** Opening Dataset content block **

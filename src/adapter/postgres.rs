// SPDX-License-Identifier: Apache-2.0

//! PostgreSQL schema adapter
//!
//! Introspects through `information_schema` and the `pg_catalog` tables
//! using SQLx. User-defined enum types are resolved to their label lists so
//! downstream classification can treat them as closed vocabularies.

use async_trait::async_trait;
use sqlx::postgres::{PgPool, PgPoolOptions};

use crate::adapter::{DeclaredForeignKey, RawColumn, SchemaAdapter, TableRef};
use crate::error::{MetaError, MetaResult};
use crate::model::{ConnectionKind, ConnectionParams};

pub struct PostgresAdapter {
    pool: PgPool,
}

impl PostgresAdapter {
    pub async fn connect(params: &ConnectionParams) -> MetaResult<Self> {
        let ConnectionParams::Network {
            host,
            port,
            username,
            password,
            database,
            ssl,
        } = params
        else {
            return Err(MetaError::connection_failed(
                "postgres connections require network parameters",
            ));
        };

        let db = database.as_deref().unwrap_or("postgres");
        let ssl_mode = if *ssl { "require" } else { "disable" };
        let conn_str = format!(
            "postgres://{}:{}@{}:{}/{}?sslmode={}",
            username, password, host, port, db, ssl_mode
        );

        let pool = PgPoolOptions::new()
            .max_connections(5)
            .acquire_timeout(std::time::Duration::from_secs(10))
            .connect(&conn_str)
            .await
            .map_err(|e| MetaError::connection_failed(e.to_string()))?;

        sqlx::query("SELECT 1")
            .execute(&pool)
            .await
            .map_err(|e| MetaError::connection_failed(e.to_string()))?;

        Ok(Self { pool })
    }

    /// Labels of a user-defined enum type, in declared sort order.
    /// Empty when the type is user-defined but not an enum (domain, composite).
    async fn enum_labels(&self, udt_name: &str) -> MetaResult<Vec<String>> {
        let rows: Vec<(String,)> = sqlx::query_as(
            r#"
            SELECT e.enumlabel::text
            FROM pg_enum e
            JOIN pg_type t ON t.oid = e.enumtypid
            WHERE t.typname = $1
            ORDER BY e.enumsortorder
            "#,
        )
        .bind(udt_name)
        .fetch_all(&self.pool)
        .await
        .map_err(|e| MetaError::introspection(e.to_string()))?;

        Ok(rows.into_iter().map(|(label,)| label).collect())
    }
}

#[async_trait]
impl SchemaAdapter for PostgresAdapter {
    fn kind(&self) -> ConnectionKind {
        ConnectionKind::Postgres
    }

    async fn list_tables(&self) -> MetaResult<Vec<TableRef>> {
        let rows: Vec<(String, String)> = sqlx::query_as(
            r#"
            SELECT table_schema::text, table_name::text
            FROM information_schema.tables
            WHERE table_type = 'BASE TABLE'
              AND table_schema NOT IN ('information_schema', 'pg_catalog', 'pg_toast')
            ORDER BY table_schema, table_name
            "#,
        )
        .fetch_all(&self.pool)
        .await
        .map_err(|e| MetaError::introspection(e.to_string()))?;

        Ok(rows
            .into_iter()
            .map(|(schema, name)| TableRef {
                schema: Some(schema),
                name,
            })
            .collect())
    }

    async fn describe_table(&self, table: &TableRef) -> MetaResult<Vec<RawColumn>> {
        let schema = table.schema.as_deref().unwrap_or("public");

        let column_rows: Vec<(String, String, String, String, Option<String>)> = sqlx::query_as(
            r#"
            SELECT
                column_name::text,
                data_type::text,
                udt_name::text,
                is_nullable::text,
                column_default::text
            FROM information_schema.columns
            WHERE table_schema = $1 AND table_name = $2
            ORDER BY ordinal_position
            "#,
        )
        .bind(schema)
        .bind(&table.name)
        .fetch_all(&self.pool)
        .await
        .map_err(|e| MetaError::introspection(e.to_string()))?;

        let mut columns = Vec::with_capacity(column_rows.len());
        for (name, data_type, udt_name, is_nullable, default) in column_rows {
            let (is_enum, enum_values) = if data_type == "USER-DEFINED" {
                let labels = self.enum_labels(&udt_name).await?;
                if labels.is_empty() {
                    (false, None)
                } else {
                    (true, Some(labels))
                }
            } else {
                (false, None)
            };

            // USER-DEFINED tells classification nothing; the udt name at
            // least distinguishes citext and friends.
            let raw_type = if data_type == "USER-DEFINED" {
                udt_name
            } else {
                data_type
            };

            columns.push(RawColumn {
                name,
                raw_type,
                nullable: is_nullable == "YES",
                default,
                is_enum,
                enum_values,
            });
        }

        Ok(columns)
    }

    async fn declared_primary_key(&self, table: &TableRef) -> MetaResult<Vec<String>> {
        let schema = table.schema.as_deref().unwrap_or("public");

        let rows: Vec<(String,)> = sqlx::query_as(
            r#"
            SELECT a.attname::text
            FROM pg_index i
            JOIN pg_attribute a ON a.attrelid = i.indrelid AND a.attnum = ANY(i.indkey)
            JOIN pg_class c ON c.oid = i.indrelid
            JOIN pg_namespace n ON n.oid = c.relnamespace
            WHERE i.indisprimary
              AND n.nspname = $1
              AND c.relname = $2
            ORDER BY array_position(i.indkey, a.attnum)
            "#,
        )
        .bind(schema)
        .bind(&table.name)
        .fetch_all(&self.pool)
        .await
        .map_err(|e| MetaError::introspection(e.to_string()))?;

        Ok(rows.into_iter().map(|(name,)| name).collect())
    }

    async fn declared_foreign_keys(&self, table: &TableRef) -> MetaResult<Vec<DeclaredForeignKey>> {
        let schema = table.schema.as_deref().unwrap_or("public");

        let rows: Vec<(String, String, String, String)> = sqlx::query_as(
            r#"
            SELECT
                kcu.column_name::text,
                ccu.table_schema::text AS foreign_table_schema,
                ccu.table_name::text AS foreign_table_name,
                ccu.column_name::text AS foreign_column_name
            FROM
                information_schema.table_constraints AS tc
                JOIN information_schema.key_column_usage AS kcu
                  ON tc.constraint_name = kcu.constraint_name
                  AND tc.table_schema = kcu.table_schema
                JOIN information_schema.constraint_column_usage AS ccu
                  ON ccu.constraint_name = tc.constraint_name
                  AND ccu.table_schema = tc.table_schema
            WHERE tc.constraint_type = 'FOREIGN KEY'
                AND tc.table_schema = $1
                AND tc.table_name = $2
            "#,
        )
        .bind(schema)
        .bind(&table.name)
        .fetch_all(&self.pool)
        .await
        .map_err(|e| MetaError::introspection(e.to_string()))?;

        Ok(rows
            .into_iter()
            .map(
                |(column, target_schema, target_table, target_column)| DeclaredForeignKey {
                    column,
                    target_schema: Some(target_schema),
                    target_table,
                    target_column,
                },
            )
            .collect())
    }

    async fn close(&self) {
        self.pool.close().await;
    }
}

** Closing Dataset content block **

The task -> What is the number of lines in the records that include the word "database"? Answer with that number only.

Result for this exercise -> 2